--- Input for this task Enclosed Below ---

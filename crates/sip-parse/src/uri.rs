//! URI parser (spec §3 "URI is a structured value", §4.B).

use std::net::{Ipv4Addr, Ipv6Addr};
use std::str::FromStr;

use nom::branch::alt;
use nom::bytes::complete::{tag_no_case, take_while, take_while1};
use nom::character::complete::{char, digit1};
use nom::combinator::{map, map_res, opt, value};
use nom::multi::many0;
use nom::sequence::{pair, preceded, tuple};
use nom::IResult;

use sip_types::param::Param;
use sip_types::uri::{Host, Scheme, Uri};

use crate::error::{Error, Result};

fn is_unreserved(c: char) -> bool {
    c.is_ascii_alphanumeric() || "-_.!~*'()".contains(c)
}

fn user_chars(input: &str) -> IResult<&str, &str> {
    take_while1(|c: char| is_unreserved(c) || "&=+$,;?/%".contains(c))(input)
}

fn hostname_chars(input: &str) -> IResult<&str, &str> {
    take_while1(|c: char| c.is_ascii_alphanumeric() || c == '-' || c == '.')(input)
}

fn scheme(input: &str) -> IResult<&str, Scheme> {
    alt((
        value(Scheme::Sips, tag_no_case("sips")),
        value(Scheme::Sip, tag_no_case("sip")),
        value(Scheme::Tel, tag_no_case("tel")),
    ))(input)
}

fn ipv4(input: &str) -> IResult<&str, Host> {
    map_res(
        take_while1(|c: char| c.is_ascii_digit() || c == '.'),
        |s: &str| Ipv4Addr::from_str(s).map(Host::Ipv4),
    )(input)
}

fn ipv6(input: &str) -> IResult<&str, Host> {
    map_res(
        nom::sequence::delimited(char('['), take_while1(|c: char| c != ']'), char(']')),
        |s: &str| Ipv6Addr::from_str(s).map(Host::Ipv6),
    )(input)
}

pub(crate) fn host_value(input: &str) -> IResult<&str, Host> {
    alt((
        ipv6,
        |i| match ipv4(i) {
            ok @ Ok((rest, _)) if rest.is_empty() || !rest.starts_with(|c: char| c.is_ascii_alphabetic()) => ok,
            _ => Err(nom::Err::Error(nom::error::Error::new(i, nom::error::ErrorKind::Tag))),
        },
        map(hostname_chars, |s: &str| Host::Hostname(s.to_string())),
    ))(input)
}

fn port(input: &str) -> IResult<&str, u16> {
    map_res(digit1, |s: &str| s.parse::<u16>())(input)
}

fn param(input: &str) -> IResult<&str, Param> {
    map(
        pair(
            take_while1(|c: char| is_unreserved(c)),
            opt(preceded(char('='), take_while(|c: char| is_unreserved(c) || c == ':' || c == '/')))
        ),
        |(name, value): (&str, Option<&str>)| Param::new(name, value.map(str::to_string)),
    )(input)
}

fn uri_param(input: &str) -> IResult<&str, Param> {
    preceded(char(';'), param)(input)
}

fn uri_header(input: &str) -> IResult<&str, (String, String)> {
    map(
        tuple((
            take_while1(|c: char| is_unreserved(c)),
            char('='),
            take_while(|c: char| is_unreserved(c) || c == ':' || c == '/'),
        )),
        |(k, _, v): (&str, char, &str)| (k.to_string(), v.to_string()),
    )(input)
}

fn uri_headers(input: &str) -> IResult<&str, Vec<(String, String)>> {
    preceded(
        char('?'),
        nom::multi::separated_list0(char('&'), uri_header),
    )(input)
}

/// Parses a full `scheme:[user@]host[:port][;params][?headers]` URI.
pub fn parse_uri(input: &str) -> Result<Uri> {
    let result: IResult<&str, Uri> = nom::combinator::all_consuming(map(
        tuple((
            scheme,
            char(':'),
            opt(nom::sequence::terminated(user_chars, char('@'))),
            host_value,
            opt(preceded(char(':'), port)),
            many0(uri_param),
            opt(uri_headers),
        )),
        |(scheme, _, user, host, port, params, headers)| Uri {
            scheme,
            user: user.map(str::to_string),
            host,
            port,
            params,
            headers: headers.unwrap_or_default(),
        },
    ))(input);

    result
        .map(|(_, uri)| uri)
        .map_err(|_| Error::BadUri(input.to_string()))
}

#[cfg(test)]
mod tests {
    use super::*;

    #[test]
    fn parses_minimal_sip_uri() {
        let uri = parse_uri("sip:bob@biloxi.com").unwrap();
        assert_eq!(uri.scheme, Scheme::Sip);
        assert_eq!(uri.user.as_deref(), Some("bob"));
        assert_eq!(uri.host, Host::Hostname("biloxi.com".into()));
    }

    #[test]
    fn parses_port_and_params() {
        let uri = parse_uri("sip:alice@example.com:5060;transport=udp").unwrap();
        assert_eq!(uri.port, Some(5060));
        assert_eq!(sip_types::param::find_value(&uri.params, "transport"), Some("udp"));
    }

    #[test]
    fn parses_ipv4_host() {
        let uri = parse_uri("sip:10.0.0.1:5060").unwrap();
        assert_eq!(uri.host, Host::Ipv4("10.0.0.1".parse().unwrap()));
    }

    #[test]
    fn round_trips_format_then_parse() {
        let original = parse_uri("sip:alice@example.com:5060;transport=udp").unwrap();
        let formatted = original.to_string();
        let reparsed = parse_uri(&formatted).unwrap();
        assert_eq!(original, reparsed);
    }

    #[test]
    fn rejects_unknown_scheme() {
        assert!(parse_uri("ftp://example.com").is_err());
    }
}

--- End of Enclosed Input for this task ---
--- Input for this task Enclosed Below ---

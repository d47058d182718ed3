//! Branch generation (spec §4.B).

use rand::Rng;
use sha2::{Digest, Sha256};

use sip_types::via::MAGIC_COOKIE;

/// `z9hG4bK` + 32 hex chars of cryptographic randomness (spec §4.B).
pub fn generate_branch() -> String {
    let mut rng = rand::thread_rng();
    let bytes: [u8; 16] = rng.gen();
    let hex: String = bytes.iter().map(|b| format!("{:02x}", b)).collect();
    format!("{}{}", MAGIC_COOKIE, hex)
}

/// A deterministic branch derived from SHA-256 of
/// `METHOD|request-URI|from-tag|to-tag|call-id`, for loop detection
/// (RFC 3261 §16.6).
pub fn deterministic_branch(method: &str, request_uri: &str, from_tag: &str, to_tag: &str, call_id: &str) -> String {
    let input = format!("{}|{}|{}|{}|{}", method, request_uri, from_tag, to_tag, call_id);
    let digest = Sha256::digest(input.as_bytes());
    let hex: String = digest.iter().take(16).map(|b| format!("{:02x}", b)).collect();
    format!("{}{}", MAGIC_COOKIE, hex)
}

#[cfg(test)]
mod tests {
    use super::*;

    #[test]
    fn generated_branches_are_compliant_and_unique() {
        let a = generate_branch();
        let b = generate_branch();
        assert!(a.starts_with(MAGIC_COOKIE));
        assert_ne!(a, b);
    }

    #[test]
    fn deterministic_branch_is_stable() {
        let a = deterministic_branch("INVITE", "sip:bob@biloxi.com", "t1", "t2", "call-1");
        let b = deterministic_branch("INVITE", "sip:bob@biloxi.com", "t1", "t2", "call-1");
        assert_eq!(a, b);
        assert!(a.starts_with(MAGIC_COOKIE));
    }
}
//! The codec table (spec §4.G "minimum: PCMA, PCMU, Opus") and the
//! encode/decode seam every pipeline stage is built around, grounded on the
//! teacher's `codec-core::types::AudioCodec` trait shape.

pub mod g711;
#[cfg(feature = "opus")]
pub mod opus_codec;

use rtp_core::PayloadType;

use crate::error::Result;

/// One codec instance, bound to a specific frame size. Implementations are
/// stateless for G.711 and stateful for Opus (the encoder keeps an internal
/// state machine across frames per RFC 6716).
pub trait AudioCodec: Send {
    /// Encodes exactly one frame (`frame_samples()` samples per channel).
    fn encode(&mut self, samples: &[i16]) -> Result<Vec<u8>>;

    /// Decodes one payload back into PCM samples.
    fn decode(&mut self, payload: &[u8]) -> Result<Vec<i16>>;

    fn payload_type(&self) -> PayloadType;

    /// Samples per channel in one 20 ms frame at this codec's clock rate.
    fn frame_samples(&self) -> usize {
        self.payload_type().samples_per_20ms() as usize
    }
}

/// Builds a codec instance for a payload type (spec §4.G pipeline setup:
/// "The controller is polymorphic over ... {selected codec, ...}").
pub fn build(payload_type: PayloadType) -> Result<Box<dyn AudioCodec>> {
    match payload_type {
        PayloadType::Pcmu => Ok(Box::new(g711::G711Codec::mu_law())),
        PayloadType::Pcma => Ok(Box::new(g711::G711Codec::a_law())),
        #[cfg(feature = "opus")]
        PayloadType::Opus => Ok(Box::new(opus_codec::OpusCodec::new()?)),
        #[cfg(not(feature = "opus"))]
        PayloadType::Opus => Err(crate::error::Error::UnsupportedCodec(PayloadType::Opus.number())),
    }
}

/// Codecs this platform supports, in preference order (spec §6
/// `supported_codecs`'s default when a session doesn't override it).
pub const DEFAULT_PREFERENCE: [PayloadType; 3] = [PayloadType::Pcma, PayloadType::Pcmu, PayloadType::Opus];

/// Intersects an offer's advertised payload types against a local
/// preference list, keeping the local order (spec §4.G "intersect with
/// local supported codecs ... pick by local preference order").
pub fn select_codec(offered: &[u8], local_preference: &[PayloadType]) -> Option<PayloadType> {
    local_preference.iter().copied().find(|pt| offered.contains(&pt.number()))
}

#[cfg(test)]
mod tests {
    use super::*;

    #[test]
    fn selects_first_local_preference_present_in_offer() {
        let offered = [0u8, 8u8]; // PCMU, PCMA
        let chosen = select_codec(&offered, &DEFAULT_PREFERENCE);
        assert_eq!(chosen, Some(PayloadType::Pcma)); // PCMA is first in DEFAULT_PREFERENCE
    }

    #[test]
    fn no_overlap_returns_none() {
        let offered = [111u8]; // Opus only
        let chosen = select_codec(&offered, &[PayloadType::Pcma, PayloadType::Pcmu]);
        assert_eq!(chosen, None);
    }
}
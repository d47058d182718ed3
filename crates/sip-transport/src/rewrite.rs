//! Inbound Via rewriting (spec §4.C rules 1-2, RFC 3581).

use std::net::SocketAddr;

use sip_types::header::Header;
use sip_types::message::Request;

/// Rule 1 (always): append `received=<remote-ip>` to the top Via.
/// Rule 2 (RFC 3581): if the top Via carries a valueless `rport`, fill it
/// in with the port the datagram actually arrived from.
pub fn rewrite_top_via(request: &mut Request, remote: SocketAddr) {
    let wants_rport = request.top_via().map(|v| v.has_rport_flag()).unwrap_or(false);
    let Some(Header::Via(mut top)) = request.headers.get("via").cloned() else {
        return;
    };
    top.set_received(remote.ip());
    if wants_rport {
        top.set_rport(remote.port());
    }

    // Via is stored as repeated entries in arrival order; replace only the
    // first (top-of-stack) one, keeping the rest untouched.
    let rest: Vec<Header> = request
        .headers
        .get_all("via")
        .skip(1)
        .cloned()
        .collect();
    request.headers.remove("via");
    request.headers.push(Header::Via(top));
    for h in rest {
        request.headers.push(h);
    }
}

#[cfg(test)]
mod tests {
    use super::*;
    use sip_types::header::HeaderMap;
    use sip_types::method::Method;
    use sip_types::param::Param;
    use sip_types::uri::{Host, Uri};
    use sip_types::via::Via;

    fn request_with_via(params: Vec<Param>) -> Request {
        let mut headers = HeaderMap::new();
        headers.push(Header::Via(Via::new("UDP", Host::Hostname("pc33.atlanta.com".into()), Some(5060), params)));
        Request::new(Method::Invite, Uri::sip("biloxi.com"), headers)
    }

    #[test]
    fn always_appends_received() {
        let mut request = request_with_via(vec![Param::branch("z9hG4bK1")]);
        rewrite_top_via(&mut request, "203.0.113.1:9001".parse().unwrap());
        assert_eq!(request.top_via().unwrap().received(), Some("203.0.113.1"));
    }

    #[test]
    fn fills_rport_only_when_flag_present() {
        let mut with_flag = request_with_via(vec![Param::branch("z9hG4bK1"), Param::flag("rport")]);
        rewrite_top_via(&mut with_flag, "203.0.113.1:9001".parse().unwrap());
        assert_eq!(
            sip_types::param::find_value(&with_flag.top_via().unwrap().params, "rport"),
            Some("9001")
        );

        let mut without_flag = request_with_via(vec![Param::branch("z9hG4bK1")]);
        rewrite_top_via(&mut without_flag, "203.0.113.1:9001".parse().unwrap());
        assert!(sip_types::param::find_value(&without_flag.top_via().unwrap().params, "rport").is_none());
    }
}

--- End of Enclosed Input for this task ---
--- Input for this task Enclosed Below ---

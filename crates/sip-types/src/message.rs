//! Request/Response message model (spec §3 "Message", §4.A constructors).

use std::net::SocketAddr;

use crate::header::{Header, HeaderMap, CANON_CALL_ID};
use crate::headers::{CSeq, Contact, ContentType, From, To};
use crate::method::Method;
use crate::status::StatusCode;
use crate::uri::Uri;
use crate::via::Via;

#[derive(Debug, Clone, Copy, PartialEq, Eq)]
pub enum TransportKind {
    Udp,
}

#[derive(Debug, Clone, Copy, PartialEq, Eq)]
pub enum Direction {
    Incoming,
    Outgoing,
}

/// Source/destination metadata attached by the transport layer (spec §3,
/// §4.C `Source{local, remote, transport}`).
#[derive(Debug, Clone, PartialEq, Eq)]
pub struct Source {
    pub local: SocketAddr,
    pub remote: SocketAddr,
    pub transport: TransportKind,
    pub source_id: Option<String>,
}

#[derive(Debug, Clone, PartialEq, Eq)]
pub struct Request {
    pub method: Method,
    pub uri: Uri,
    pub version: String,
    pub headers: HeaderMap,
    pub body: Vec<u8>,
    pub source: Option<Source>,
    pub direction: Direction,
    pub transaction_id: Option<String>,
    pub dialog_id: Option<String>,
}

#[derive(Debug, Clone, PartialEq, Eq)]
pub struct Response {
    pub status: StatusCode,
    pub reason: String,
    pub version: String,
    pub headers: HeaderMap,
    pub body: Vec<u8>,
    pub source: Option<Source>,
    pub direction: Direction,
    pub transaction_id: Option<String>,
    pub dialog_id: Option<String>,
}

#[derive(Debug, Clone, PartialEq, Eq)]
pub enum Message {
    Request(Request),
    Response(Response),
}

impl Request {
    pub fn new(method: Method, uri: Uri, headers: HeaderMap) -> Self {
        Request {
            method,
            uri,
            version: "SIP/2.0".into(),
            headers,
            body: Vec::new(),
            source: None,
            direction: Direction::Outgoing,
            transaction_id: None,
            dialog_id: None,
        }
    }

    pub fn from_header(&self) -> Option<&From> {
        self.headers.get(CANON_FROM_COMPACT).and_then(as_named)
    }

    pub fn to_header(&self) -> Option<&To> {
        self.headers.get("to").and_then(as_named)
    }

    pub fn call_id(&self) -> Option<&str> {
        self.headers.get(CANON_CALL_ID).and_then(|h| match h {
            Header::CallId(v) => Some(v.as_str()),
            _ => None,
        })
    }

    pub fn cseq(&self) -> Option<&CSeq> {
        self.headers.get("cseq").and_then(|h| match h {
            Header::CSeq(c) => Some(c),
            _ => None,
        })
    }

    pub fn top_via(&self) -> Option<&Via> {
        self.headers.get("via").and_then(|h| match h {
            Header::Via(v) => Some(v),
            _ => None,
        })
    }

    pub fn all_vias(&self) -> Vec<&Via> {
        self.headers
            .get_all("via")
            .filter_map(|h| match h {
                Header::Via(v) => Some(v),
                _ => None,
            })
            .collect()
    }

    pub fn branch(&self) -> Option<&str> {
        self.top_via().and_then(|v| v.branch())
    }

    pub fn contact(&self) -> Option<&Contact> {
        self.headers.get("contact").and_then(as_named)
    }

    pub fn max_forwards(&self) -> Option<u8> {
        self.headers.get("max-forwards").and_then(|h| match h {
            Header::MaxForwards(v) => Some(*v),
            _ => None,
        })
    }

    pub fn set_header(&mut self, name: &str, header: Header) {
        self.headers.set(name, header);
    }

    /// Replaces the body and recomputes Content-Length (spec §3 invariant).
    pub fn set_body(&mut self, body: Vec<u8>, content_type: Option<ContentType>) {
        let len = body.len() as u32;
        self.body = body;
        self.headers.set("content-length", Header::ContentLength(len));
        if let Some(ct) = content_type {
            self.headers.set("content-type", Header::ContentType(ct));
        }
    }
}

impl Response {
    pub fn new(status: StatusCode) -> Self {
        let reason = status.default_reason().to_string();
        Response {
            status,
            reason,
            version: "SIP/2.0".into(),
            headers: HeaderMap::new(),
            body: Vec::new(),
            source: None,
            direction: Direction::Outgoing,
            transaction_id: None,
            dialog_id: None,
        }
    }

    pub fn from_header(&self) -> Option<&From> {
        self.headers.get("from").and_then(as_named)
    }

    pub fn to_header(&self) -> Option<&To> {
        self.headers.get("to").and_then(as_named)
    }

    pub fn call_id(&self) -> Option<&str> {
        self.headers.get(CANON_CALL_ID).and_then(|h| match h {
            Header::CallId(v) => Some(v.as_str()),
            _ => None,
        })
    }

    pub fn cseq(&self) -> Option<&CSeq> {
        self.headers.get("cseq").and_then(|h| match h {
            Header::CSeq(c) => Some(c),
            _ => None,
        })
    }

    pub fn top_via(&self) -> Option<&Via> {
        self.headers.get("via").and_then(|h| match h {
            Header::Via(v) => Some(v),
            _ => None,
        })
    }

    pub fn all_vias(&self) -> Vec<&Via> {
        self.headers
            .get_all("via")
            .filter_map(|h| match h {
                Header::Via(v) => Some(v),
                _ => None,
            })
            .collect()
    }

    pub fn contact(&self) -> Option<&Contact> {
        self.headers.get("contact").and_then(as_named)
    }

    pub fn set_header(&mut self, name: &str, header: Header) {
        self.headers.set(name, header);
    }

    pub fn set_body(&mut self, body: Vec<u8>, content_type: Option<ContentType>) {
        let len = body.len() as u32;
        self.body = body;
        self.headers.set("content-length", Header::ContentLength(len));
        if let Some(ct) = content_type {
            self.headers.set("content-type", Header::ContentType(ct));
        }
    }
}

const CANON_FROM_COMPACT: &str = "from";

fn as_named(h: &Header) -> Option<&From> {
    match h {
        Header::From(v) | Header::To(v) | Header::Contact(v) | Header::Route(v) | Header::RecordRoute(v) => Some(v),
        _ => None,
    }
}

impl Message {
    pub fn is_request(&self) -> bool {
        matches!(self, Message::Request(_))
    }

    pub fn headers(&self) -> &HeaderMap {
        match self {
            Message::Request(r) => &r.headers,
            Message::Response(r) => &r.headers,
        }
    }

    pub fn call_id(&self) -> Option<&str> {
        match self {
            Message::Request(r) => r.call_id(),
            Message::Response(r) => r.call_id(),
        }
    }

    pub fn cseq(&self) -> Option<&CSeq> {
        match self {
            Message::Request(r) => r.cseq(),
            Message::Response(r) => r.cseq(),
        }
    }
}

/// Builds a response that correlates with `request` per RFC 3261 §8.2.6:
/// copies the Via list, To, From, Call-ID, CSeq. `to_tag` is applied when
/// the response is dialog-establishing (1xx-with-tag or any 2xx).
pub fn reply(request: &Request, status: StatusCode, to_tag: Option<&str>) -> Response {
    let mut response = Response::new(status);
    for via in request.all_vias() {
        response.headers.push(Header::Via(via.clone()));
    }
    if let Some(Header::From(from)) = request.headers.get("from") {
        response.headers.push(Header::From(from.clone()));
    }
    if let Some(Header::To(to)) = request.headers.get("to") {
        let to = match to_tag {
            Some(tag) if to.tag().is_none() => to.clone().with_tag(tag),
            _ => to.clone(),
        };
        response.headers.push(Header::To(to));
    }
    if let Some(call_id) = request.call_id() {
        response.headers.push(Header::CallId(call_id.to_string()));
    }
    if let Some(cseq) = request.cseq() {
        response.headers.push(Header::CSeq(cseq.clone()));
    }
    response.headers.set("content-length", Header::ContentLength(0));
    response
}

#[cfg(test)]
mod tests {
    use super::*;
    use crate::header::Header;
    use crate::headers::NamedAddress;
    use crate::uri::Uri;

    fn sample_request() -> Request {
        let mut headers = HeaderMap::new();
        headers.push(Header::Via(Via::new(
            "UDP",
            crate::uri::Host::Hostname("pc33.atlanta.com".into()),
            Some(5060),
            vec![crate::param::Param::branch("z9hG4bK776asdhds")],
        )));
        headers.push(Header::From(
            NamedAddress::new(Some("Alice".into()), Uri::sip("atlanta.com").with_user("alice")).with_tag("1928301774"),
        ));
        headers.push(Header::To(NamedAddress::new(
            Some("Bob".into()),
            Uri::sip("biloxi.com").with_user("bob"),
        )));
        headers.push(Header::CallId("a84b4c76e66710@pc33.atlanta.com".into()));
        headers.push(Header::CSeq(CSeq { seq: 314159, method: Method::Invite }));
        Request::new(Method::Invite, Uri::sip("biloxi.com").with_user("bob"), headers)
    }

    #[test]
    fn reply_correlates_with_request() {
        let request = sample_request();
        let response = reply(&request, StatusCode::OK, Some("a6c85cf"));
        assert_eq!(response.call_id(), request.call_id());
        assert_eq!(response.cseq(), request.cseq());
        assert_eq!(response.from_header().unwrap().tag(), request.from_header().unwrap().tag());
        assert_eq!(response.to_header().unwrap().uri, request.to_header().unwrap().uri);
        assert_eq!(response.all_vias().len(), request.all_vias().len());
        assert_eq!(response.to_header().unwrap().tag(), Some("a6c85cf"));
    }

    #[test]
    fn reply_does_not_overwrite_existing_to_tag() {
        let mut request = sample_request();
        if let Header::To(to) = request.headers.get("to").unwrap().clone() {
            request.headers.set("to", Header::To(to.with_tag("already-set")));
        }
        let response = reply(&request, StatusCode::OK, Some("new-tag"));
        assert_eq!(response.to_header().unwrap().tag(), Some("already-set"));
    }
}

--- End of Enclosed Input for this task ---

**Task details:**
Lines containing the word "contains" are to be pulled from the records and copied.

**Task solution:**
    c.is_ascii_alphanumeric() || "-_.!~*'()".contains(c)
    take_while1(|c: char| is_unreserved(c) || "&=+$,;?/%".contains(c))(input)
    local_preference.iter().copied().find(|pt| offered.contains(&pt.number()))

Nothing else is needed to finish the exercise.